#### Saved data entries:
•••••

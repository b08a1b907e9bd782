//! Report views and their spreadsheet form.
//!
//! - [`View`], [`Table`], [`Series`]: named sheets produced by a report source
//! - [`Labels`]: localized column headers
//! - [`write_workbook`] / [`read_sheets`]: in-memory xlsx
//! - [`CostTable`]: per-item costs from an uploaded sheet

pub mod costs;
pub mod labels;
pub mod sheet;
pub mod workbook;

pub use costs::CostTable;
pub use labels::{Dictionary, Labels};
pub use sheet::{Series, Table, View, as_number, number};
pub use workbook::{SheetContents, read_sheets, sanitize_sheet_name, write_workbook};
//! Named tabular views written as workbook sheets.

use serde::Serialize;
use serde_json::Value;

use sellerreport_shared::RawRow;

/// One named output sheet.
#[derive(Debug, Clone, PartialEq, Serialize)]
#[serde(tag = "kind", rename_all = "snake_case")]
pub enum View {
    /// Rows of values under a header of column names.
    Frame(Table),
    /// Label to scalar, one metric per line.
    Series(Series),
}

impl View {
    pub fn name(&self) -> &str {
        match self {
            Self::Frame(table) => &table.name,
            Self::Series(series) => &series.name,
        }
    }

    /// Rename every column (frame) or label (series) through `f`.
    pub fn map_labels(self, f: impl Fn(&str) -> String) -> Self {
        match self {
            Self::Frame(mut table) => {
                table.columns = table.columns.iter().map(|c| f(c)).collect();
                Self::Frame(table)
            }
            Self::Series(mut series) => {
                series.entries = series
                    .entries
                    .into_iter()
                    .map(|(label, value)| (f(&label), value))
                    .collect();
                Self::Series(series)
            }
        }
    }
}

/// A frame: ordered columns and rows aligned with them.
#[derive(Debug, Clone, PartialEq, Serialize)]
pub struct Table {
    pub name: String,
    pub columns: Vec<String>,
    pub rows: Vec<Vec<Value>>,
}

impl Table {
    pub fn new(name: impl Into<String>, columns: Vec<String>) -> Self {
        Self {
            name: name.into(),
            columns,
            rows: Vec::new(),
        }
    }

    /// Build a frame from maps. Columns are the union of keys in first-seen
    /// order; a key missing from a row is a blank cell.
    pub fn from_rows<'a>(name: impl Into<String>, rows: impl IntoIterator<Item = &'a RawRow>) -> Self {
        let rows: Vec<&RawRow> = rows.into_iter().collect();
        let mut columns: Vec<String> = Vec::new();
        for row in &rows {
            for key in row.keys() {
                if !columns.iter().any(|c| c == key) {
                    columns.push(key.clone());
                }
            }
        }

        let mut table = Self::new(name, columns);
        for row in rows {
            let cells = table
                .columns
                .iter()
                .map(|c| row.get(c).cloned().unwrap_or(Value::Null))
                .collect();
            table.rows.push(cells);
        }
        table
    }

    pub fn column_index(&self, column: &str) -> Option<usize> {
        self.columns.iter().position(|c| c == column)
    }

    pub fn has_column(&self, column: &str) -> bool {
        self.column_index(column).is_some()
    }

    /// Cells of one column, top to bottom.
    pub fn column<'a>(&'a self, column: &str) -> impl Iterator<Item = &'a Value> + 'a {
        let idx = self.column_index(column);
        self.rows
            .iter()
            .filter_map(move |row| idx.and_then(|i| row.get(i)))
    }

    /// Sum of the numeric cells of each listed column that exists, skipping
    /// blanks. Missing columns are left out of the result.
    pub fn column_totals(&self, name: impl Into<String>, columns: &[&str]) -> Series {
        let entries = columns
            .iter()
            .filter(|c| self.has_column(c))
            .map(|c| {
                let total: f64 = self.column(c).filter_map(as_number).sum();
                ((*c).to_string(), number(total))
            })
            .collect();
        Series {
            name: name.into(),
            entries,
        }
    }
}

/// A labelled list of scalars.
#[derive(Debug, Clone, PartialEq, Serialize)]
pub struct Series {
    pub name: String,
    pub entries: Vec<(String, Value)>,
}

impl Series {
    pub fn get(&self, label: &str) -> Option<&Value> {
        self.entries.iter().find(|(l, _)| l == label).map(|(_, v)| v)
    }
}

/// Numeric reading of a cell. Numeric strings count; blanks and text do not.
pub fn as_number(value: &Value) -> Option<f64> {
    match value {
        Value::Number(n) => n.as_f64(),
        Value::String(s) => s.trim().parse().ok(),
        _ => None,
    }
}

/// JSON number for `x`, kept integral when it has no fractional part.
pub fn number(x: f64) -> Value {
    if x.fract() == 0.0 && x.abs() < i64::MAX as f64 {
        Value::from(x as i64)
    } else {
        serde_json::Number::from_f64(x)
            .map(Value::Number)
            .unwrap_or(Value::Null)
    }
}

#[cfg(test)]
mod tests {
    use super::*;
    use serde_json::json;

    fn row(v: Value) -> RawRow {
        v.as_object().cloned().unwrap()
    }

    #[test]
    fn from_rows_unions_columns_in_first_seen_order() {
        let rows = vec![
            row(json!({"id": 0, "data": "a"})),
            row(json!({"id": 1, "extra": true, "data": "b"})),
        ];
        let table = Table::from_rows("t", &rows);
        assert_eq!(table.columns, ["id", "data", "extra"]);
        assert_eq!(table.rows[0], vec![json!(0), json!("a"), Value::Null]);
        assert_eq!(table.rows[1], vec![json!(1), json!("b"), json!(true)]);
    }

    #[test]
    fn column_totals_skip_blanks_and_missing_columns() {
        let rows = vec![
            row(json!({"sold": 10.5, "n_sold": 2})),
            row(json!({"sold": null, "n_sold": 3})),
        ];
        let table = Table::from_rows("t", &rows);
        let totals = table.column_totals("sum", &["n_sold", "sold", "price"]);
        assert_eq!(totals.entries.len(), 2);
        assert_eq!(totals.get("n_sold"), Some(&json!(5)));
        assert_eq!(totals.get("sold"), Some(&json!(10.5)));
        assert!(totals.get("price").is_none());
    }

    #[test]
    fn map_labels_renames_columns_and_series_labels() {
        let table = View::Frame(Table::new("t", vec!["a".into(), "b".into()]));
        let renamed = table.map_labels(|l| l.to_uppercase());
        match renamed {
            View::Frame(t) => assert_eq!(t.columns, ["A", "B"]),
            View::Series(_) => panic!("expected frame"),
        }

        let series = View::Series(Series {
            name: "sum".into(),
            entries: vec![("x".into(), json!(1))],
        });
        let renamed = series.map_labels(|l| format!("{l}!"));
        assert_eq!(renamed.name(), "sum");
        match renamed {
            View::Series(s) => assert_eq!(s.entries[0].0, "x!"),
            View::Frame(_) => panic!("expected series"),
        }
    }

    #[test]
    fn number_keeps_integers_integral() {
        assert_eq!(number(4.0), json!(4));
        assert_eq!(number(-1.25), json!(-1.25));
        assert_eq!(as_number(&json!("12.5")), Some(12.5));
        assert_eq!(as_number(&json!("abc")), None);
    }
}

•••••

Set down the data once more, exactly as shown above.

repository b08a1b907e9bd782
//! Report views and their spreadsheet form.
//!
//! - [`View`], [`Table`], [`Series`]: named sheets produced by a report source
//! - [`Labels`]: localized column headers
//! - [`write_workbook`] / [`read_sheets`]: in-memory xlsx
//! - [`CostTable`]: per-item costs from an uploaded sheet

pub mod costs;
pub mod labels;
pub mod sheet;
pub mod workbook;

pub use costs::CostTable;
pub use labels::{Dictionary, Labels};
pub use sheet::{Series, Table, View, as_number, number};
pub use workbook::{SheetContents, read_sheets, sanitize_sheet_name, write_workbook};
//! Named tabular views written as workbook sheets.

use serde::Serialize;
use serde_json::Value;

use sellerreport_shared::RawRow;

/// One named output sheet.
#[derive(Debug, Clone, PartialEq, Serialize)]
#[serde(tag = "kind", rename_all = "snake_case")]
pub enum View {
    /// Rows of values under a header of column names.
    Frame(Table),
    /// Label to scalar, one metric per line.
    Series(Series),
}

impl View {
    pub fn name(&self) -> &str {
        match self {
            Self::Frame(table) => &table.name,
            Self::Series(series) => &series.name,
        }
    }

    /// Rename every column (frame) or label (series) through `f`.
    pub fn map_labels(self, f: impl Fn(&str) -> String) -> Self {
        match self {
            Self::Frame(mut table) => {
                table.columns = table.columns.iter().map(|c| f(c)).collect();
                Self::Frame(table)
            }
            Self::Series(mut series) => {
                series.entries = series
                    .entries
                    .into_iter()
                    .map(|(label, value)| (f(&label), value))
                    .collect();
                Self::Series(series)
            }
        }
    }
}

/// A frame: ordered columns and rows aligned with them.
#[derive(Debug, Clone, PartialEq, Serialize)]
pub struct Table {
    pub name: String,
    pub columns: Vec<String>,
    pub rows: Vec<Vec<Value>>,
}

impl Table {
    pub fn new(name: impl Into<String>, columns: Vec<String>) -> Self {
        Self {
            name: name.into(),
            columns,
            rows: Vec::new(),
        }
    }

    /// Build a frame from maps. Columns are the union of keys in first-seen
    /// order; a key missing from a row is a blank cell.
    pub fn from_rows<'a>(name: impl Into<String>, rows: impl IntoIterator<Item = &'a RawRow>) -> Self {
        let rows: Vec<&RawRow> = rows.into_iter().collect();
        let mut columns: Vec<String> = Vec::new();
        for row in &rows {
            for key in row.keys() {
                if !columns.iter().any(|c| c == key) {
                    columns.push(key.clone());
                }
            }
        }

        let mut table = Self::new(name, columns);
        for row in rows {
            let cells = table
                .columns
                .iter()
                .map(|c| row.get(c).cloned().unwrap_or(Value::Null))
                .collect();
            table.rows.push(cells);
        }
        table
    }

    pub fn column_index(&self, column: &str) -> Option<usize> {
        self.columns.iter().position(|c| c == column)
    }

    pub fn has_column(&self, column: &str) -> bool {
        self.column_index(column).is_some()
    }

    /// Cells of one column, top to bottom.
    pub fn column<'a>(&'a self, column: &str) -> impl Iterator<Item = &'a Value> + 'a {
        let idx = self.column_index(column);
        self.rows
            .iter()
            .filter_map(move |row| idx.and_then(|i| row.get(i)))
    }

    /// Sum of the numeric cells of each listed column that exists, skipping
    /// blanks. Missing columns are left out of the result.
    pub fn column_totals(&self, name: impl Into<String>, columns: &[&str]) -> Series {
        let entries = columns
            .iter()
            .filter(|c| self.has_column(c))
            .map(|c| {
                let total: f64 = self.column(c).filter_map(as_number).sum();
                ((*c).to_string(), number(total))
            })
            .collect();
        Series {
            name: name.into(),
            entries,
        }
    }
}

/// A labelled list of scalars.
#[derive(Debug, Clone, PartialEq, Serialize)]
pub struct Series {
    pub name: String,
    pub entries: Vec<(String, Value)>,
}

impl Series {
    pub fn get(&self, label: &str) -> Option<&Value> {
        self.entries.iter().find(|(l, _)| l == label).map(|(_, v)| v)
    }
}

/// Numeric reading of a cell. Numeric strings count; blanks and text do not.
pub fn as_number(value: &Value) -> Option<f64> {
    match value {
        Value::Number(n) => n.as_f64(),
        Value::String(s) => s.trim().parse().ok(),
        _ => None,
    }
}

/// JSON number for `x`, kept integral when it has no fractional part.
pub fn number(x: f64) -> Value {
    if x.fract() == 0.0 && x.abs() < i64::MAX as f64 {
        Value::from(x as i64)
    } else {
        serde_json::Number::from_f64(x)
            .map(Value::Number)
            .unwrap_or(Value::Null)
    }
}

#[cfg(test)]
mod tests {
    use super::*;
    use serde_json::json;

    fn row(v: Value) -> RawRow {
        v.as_object().cloned().unwrap()
    }

    #[test]
    fn from_rows_unions_columns_in_first_seen_order() {
        let rows = vec![
            row(json!({"id": 0, "data": "a"})),
            row(json!({"id": 1, "extra": true, "data": "b"})),
        ];
        let table = Table::from_rows("t", &rows);
        assert_eq!(table.columns, ["id", "data", "extra"]);
        assert_eq!(table.rows[0], vec![json!(0), json!("a"), Value::Null]);
        assert_eq!(table.rows[1], vec![json!(1), json!("b"), json!(true)]);
    }

    #[test]
    fn column_totals_skip_blanks_and_missing_columns() {
        let rows = vec![
            row(json!({"sold": 10.5, "n_sold": 2})),
            row(json!({"sold": null, "n_sold": 3})),
        ];
        let table = Table::from_rows("t", &rows);
        let totals = table.column_totals("sum", &["n_sold", "sold", "price"]);
        assert_eq!(totals.entries.len(), 2);
        assert_eq!(totals.get("n_sold"), Some(&json!(5)));
        assert_eq!(totals.get("sold"), Some(&json!(10.5)));
        assert!(totals.get("price").is_none());
    }

    #[test]
    fn map_labels_renames_columns_and_series_labels() {
        let table = View::Frame(Table::new("t", vec!["a".into(), "b".into()]));
        let renamed = table.map_labels(|l| l.to_uppercase());
        match renamed {
            View::Frame(t) => assert_eq!(t.columns, ["A", "B"]),
            View::Series(_) => panic!("expected frame"),
        }

        let series = View::Series(Series {
            name: "sum".into(),
            entries: vec![("x".into(), json!(1))],
        });
        let renamed = series.map_labels(|l| format!("{l}!"));
        assert_eq!(renamed.name(), "sum");
        match renamed {
            View::Series(s) => assert_eq!(s.entries[0].0, "x!"),
            View::Frame(_) => panic!("expected series"),
        }
    }

    #[test]
    fn number_keeps_integers_integral() {
        assert_eq!(number(4.0), json!(4));
        assert_eq!(number(-1.25), json!(-1.25));
        assert_eq!(as_number(&json!("12.5")), Some(12.5));
        assert_eq!(as_number(&json!("abc")), None);
    }
}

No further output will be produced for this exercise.